Assigned task
In the entries that follow, copy exactly each line from the first through the line with "pub enum EntryKind".

Records shown

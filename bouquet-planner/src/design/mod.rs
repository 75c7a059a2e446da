//! Contains structs and methods to define and handle bouquet designs.
//!
//! Parsing and conversion of the textual design records lives in
//! [external]; the [Design] entity itself tracks, per flower entry, how
//! much the template demands and how much has actually been reserved from
//! the stock so far.

pub mod external;

use std::collections::BTreeMap;
use std::fmt;
use std::path::PathBuf;

use itertools::Itertools;
use serde::{Deserialize, Serialize};

use crate::flower::{Size, Species};
use crate::stock::Stock;

pub use external::DesignParseError;

/// A unique identifier for a design, assigned in input order. Used as the
/// key in allocation outcomes and logs, and as the tie breaker of the
/// priority sort (stable sort keeps lower ids first).
#[derive(Copy, Clone, PartialEq, Eq, Hash, Debug, Deserialize, PartialOrd, Ord, Serialize)]
pub struct DesignId(pub usize);

impl fmt::Display for DesignId {
    fn fmt(&self, f: &mut fmt::Formatter) -> fmt::Result {
        write!(f, "{}", self.0)
    }
}

/// Distinguishes the role of an entry within a design. The two roles share
/// all behavior, so they are a tag rather than separate types.
#[derive(Copy, Clone, Debug, PartialEq, Eq, Serialize, Deserialize)]
pub enum EntryKind {
    /// Demanded by the template with a fixed quantity that must be fully
    /// reserved before any filler is added.
    Required,
    /// Added during allocation to top the bouquet up to its total.
    Filler,
}

/// One flower position within a design: the species, what the template
/// demands of it (`design_quantity`, 0 for filler), and how much has been
/// committed from stock so far (`reserved`).
///
/// Invariant: for a required entry, `reserved <= design_quantity` at all
/// times. Filler for a species that also has a required entry is kept in a
/// separate filler entry.
#[derive(Clone, Debug, Serialize)]
pub struct ItemEntry {
    pub species: Species,
    pub kind: EntryKind,
    pub design_quantity: u64,
    pub reserved: u64,
}

impl ItemEntry {
    /// How many flowers are still missing to meet the design quantity.
    pub fn outstanding(&self) -> u64 {
        self.design_quantity.saturating_sub(self.reserved)
    }
}

/// A bouquet design: a named, sized demand template with required flower
/// entries, plus the filler entries accumulated during allocation.
#[derive(Clone, Debug)]
pub struct Design {
    pub id: DesignId,
    /// Single uppercase token naming the design; `(name, size)` is unique
    /// across one run's input.
    pub name: String,
    pub size: Size,
    /// The total number of flowers in the finished bouquet, required plus
    /// filler.
    pub total: u64,
    entries: Vec<ItemEntry>,
    active: bool,
}

impl Design {
    pub fn entries(&self) -> &[ItemEntry] {
        &self.entries
    }

    /// Whether the design is still eligible for allocation attempts.
    pub fn is_active(&self) -> bool {
        self.active
    }

    /// Permanently excludes the design from further allocation attempts.
    /// The reverse transition does not exist.
    pub fn deactivate(&mut self) {
        self.active = false;
    }

    /// Sum of the quantities demanded by the template.
    pub fn required_total(&self) -> u64 {
        self.entries.iter().map(|e| e.design_quantity).sum()
    }

    /// Sum of everything reserved from stock so far, required and filler.
    pub fn reserved_total(&self) -> u64 {
        self.entries.iter().map(|e| e.reserved).sum()
    }

    /// Whether every required entry is fully reserved.
    pub fn required_complete(&self) -> bool {
        self.entries.iter().all(|e| e.reserved >= e.design_quantity)
    }

    /// A design is completed once all required entries are fully reserved
    /// and the reserved flowers add up to exactly the design total.
    pub fn completed(&self) -> bool {
        self.required_complete() && self.reserved_total() == self.total
    }

    /// How many filler flowers are still needed to reach the total.
    pub fn remaining_capacity(&self) -> u64 {
        self.total.saturating_sub(self.reserved_total())
    }

    /// The outstanding (species, quantity) demands of the required entries,
    /// in entry order. Empty iff the design is required-complete.
    pub fn required_outstanding(&self) -> Vec<(Species, u64)> {
        self.entries
            .iter()
            .filter(|e| e.outstanding() > 0)
            .map(|e| (e.species, e.outstanding()))
            .collect()
    }

    /// Marks every required entry as fully reserved. Must only be called
    /// after the matching stock decrements succeeded.
    pub fn commit_required(&mut self) {
        for entry in self.entries.iter_mut() {
            if entry.kind == EntryKind::Required {
                entry.reserved = entry.design_quantity;
            }
        }
    }

    /// Every species currently appearing in the design's entries, in entry
    /// order, without duplicates.
    pub fn species(&self) -> Vec<Species> {
        self.entries.iter().map(|e| e.species).unique().collect()
    }

    /// Books `quantity` filler flowers of `species` into the design,
    /// extending an existing filler entry or appending a new one. The
    /// matching stock decrement is the caller's responsibility.
    pub fn add_filler(&mut self, species: Species, quantity: u64) {
        if quantity == 0 {
            return;
        }
        let existing = self
            .entries
            .iter_mut()
            .find(|e| e.kind == EntryKind::Filler && e.species == species);
        match existing {
            Some(entry) => entry.reserved += quantity,
            None => self.entries.push(ItemEntry {
                species,
                kind: EntryKind::Filler,
                design_quantity: 0,
                reserved: quantity,
            }),
        }
    }

    /// Returns every reserved flower back to the stock, zeroing the
    /// required entries and dropping the filler entries. Releasing a design
    /// that holds nothing is a no-op, so a second release never
    /// double-credits the inventory. Returns the number of released
    /// flowers.
    pub fn release_into(&mut self, stock: &mut Stock) -> u64 {
        let mut released = 0;
        for entry in self.entries.iter_mut() {
            if entry.reserved > 0 {
                stock.release(entry.species, self.size, entry.reserved);
                released += entry.reserved;
                entry.reserved = 0;
            }
        }
        self.entries.retain(|e| e.kind == EntryKind::Required);
        released
    }

    /// The reserved flowers aggregated per species (required plus filler),
    /// in ascending species order. Only species with a nonzero reservation
    /// appear.
    pub fn reserved_by_species(&self) -> BTreeMap<Species, u64> {
        let mut result = BTreeMap::new();
        for entry in self.entries.iter().filter(|e| e.reserved > 0) {
            *result.entry(entry.species).or_insert(0) += entry.reserved;
        }
        result
    }
}

/// Formats the design as a finished bouquet in the input notation: name,
/// size symbol, then the reserved quantity of each species in species
/// order, e.g. `AS10a10b5c`.
impl fmt::Display for Design {
    fn fmt(&self, f: &mut fmt::Formatter) -> fmt::Result {
        write!(f, "{}{}", self.name, self.size)?;
        for (species, quantity) in self.reserved_by_species() {
            write!(f, "{}{}", quantity, species)?;
        }
        Ok(())
    }
}

/// Preferred way to initialise designs manually. Initialize with
/// [DesignBuilder::new], append required entries with
/// [DesignBuilder::require], and extract the design with
/// [DesignBuilder::build].
pub struct DesignBuilder {
    design: Design,
}

impl DesignBuilder {
    pub fn new(id: DesignId, name: impl Into<String>, size: Size, total: u64) -> Self {
        DesignBuilder {
            design: Design {
                id,
                name: name.into(),
                size,
                total,
                entries: Vec::new(),
                active: true,
            },
        }
    }

    /// Adds a required entry for `species`. Each species may appear at most
    /// once among the required entries, and required quantities are
    /// strictly positive.
    pub fn require(mut self, species: Species, design_quantity: u64) -> Self {
        assert!(
            design_quantity > 0,
            "Required entry for species {} must have a positive quantity",
            species
        );
        assert!(
            !self
                .design
                .entries
                .iter()
                .any(|e| e.species == species && e.kind == EntryKind::Required),
            "Species {} appears twice among the required entries of design {}",
            species,
            self.design.name
        );
        self.design.entries.push(ItemEntry {
            species,
            kind: EntryKind::Required,
            design_quantity,
            reserved: 0,
        });
        self
    }

    pub fn build(self) -> Design {
        self.design
    }
}

/// Loads bouquet designs from the specified file, one design per line, and
/// converts them to the internal format.
pub fn load_designs(filepath: PathBuf) -> Result<Vec<Design>, DesignParseError> {
    let external_designs = external::parse_designs_file(filepath)?;
    Ok(external::convert_designs(external_designs))
}

#[cfg(test)]
mod tests {
    use super::*;
    use crate::flower::{Size, Species};
    use crate::stock::Stock;

    fn two_species_design() -> Design {
        DesignBuilder::new(DesignId(0), "A", Size::Large, 10)
            .require(Species('a'), 3)
            .require(Species('b'), 4)
            .build()
    }

    #[test]
    fn test_fresh_design_is_incomplete() {
        let design = two_species_design();
        assert!(design.is_active());
        assert!(!design.required_complete());
        assert!(!design.completed());
        assert_eq!(design.required_total(), 7);
        assert_eq!(design.remaining_capacity(), 10);
        assert_eq!(
            design.required_outstanding(),
            vec![(Species('a'), 3), (Species('b'), 4)]
        );
    }

    #[test]
    fn test_commit_required_then_filler_completes() {
        let mut design = two_species_design();
        design.commit_required();
        assert!(design.required_complete());
        assert!(!design.completed());
        assert_eq!(design.remaining_capacity(), 3);

        design.add_filler(Species('c'), 2);
        design.add_filler(Species('c'), 1);
        assert!(design.completed());
        assert_eq!(design.remaining_capacity(), 0);
        // both filler grants merged into one entry
        assert_eq!(
            design
                .entries()
                .iter()
                .filter(|e| e.kind == EntryKind::Filler)
                .count(),
            1
        );
    }

    #[test]
    fn test_filler_on_required_species_uses_separate_entry() {
        let mut design = two_species_design();
        design.commit_required();
        design.add_filler(Species('a'), 3);
        let required_a = design
            .entries()
            .iter()
            .find(|e| e.species == Species('a') && e.kind == EntryKind::Required)
            .unwrap();
        assert_eq!(required_a.reserved, required_a.design_quantity);
        assert_eq!(design.reserved_by_species()[&Species('a')], 6);
    }

    #[test]
    fn test_release_returns_flowers_and_is_idempotent() {
        let mut stock = Stock::new();
        let mut design = two_species_design();
        design.commit_required();
        design.add_filler(Species('c'), 3);

        let released = design.release_into(&mut stock);
        assert_eq!(released, 10);
        assert_eq!(stock.available(Species('a'), Size::Large), 3);
        assert_eq!(stock.available(Species('b'), Size::Large), 4);
        assert_eq!(stock.available(Species('c'), Size::Large), 3);
        // required entries survive with zero reservation, filler is gone
        assert_eq!(design.entries().len(), 2);
        assert_eq!(design.reserved_total(), 0);

        let released_again = design.release_into(&mut stock);
        assert_eq!(released_again, 0);
        assert_eq!(stock.total(), 10);
    }

    #[test]
    fn test_display_aggregates_and_sorts_species() {
        let mut design = DesignBuilder::new(DesignId(3), "B", Size::Small, 9)
            .require(Species('c'), 2)
            .require(Species('a'), 4)
            .build();
        design.commit_required();
        design.add_filler(Species('c'), 3);
        assert_eq!(design.to_string(), "BS4a5c");
    }

    #[test]
    #[should_panic(expected = "appears twice")]
    fn test_builder_rejects_duplicate_required_species() {
        let _ = DesignBuilder::new(DesignId(0), "A", Size::Large, 10)
            .require(Species('a'), 3)
            .require(Species('a'), 4);
    }
}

Answer
filename bouquet-planner/src/design/mod.rs
repository 75c7a059a2e446da
//! Contains structs and methods to define and handle bouquet designs.
//!
//! Parsing and conversion of the textual design records lives in
//! [external]; the [Design] entity itself tracks, per flower entry, how
//! much the template demands and how much has actually been reserved from
//! the stock so far.

pub mod external;

use std::collections::BTreeMap;
use std::fmt;
use std::path::PathBuf;

use itertools::Itertools;
use serde::{Deserialize, Serialize};

use crate::flower::{Size, Species};
use crate::stock::Stock;

pub use external::DesignParseError;

/// A unique identifier for a design, assigned in input order. Used as the
/// key in allocation outcomes and logs, and as the tie breaker of the
/// priority sort (stable sort keeps lower ids first).
#[derive(Copy, Clone, PartialEq, Eq, Hash, Debug, Deserialize, PartialOrd, Ord, Serialize)]
pub struct DesignId(pub usize);

impl fmt::Display for DesignId {
    fn fmt(&self, f: &mut fmt::Formatter) -> fmt::Result {
        write!(f, "{}", self.0)
    }
}

/// Distinguishes the role of an entry within a design. The two roles share
/// all behavior, so they are a tag rather than separate types.
#[derive(Copy, Clone, Debug, PartialEq, Eq, Serialize, Deserialize)]
pub enum EntryKind {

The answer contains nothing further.